___ GIVEN RECORDS

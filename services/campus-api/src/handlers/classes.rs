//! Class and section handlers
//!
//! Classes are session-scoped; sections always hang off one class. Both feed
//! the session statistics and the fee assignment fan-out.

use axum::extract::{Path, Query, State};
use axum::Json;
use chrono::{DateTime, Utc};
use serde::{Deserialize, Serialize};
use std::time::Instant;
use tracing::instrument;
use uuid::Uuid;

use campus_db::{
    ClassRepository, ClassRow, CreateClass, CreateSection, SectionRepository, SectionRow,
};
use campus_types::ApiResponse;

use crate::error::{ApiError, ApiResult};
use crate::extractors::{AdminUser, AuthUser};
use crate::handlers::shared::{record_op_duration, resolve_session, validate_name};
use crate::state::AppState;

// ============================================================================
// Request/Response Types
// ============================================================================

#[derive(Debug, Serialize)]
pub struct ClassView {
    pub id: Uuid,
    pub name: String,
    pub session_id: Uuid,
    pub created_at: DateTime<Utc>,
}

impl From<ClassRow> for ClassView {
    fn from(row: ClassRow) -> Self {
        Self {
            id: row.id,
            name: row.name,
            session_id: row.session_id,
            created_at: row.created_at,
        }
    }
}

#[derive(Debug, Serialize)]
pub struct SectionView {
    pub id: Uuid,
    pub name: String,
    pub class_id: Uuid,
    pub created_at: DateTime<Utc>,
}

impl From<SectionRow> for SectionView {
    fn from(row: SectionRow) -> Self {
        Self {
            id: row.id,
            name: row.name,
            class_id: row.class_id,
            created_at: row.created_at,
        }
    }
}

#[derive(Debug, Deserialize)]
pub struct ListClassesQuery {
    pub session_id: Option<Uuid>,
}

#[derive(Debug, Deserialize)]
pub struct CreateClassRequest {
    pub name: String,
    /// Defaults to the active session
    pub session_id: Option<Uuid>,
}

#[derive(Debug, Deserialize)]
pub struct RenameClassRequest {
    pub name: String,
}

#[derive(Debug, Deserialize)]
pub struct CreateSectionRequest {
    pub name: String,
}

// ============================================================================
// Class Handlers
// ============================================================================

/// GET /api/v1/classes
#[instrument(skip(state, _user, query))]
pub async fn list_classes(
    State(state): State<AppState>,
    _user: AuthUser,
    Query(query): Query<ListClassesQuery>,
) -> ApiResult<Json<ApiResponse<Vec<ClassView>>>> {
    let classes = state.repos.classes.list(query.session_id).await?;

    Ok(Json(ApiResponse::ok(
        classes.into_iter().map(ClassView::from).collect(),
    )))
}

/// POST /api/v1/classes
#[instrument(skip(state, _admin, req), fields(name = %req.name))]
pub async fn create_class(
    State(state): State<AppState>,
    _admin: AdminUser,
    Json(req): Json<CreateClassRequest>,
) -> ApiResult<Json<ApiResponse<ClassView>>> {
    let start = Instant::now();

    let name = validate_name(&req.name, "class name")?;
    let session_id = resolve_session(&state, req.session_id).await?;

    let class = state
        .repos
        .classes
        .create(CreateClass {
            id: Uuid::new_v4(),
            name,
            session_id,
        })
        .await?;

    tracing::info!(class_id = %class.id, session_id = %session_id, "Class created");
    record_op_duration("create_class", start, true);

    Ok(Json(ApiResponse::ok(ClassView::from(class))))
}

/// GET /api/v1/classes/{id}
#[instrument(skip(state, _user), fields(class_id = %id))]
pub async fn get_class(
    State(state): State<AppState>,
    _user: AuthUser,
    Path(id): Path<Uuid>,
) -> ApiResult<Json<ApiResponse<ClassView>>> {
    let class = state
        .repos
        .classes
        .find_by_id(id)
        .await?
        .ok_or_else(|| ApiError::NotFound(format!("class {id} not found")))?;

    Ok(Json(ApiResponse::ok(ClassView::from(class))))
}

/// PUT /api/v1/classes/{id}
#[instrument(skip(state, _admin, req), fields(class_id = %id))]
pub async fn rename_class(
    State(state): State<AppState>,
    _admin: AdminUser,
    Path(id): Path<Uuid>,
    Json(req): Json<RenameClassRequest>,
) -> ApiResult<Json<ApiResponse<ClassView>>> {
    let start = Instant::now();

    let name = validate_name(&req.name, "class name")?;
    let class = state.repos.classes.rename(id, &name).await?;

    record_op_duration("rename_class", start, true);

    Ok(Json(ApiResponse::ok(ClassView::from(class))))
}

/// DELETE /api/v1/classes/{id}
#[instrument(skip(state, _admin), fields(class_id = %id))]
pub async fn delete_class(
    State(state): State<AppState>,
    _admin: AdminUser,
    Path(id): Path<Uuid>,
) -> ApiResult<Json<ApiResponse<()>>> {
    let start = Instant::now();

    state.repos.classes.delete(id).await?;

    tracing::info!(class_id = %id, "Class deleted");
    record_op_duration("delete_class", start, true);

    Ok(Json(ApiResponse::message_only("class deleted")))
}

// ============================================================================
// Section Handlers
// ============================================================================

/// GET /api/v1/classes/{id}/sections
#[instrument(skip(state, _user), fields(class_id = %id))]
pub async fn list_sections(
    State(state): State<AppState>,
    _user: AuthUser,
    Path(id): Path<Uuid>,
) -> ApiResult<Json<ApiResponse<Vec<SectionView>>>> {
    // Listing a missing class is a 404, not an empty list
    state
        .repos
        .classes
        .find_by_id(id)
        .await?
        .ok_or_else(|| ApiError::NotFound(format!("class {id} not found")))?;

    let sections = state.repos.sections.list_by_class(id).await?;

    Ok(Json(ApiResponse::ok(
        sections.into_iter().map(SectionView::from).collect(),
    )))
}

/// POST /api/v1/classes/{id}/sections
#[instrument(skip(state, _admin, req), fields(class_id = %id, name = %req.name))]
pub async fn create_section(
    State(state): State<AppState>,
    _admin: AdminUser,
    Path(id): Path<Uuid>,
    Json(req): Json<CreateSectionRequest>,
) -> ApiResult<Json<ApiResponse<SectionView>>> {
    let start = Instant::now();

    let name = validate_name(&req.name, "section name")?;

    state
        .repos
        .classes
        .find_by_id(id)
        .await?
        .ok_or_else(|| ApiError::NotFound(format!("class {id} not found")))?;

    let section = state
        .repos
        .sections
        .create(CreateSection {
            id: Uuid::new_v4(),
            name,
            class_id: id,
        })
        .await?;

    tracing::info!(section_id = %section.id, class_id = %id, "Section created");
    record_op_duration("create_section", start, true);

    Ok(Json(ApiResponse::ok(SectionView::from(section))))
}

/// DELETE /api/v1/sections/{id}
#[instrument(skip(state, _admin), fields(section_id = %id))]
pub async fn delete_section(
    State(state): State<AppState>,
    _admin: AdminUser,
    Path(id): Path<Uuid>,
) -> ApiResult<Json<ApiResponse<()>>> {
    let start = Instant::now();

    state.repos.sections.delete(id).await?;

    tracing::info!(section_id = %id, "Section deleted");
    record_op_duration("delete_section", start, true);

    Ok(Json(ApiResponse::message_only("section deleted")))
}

______

## EXERCISE GOAL
Lines above with the string "CreateSectionRequest" need to be found and copied.

## SOLUTION FOR THIS EXERCISE
pub struct CreateSectionRequest {
    Json(req): Json<CreateSectionRequest>,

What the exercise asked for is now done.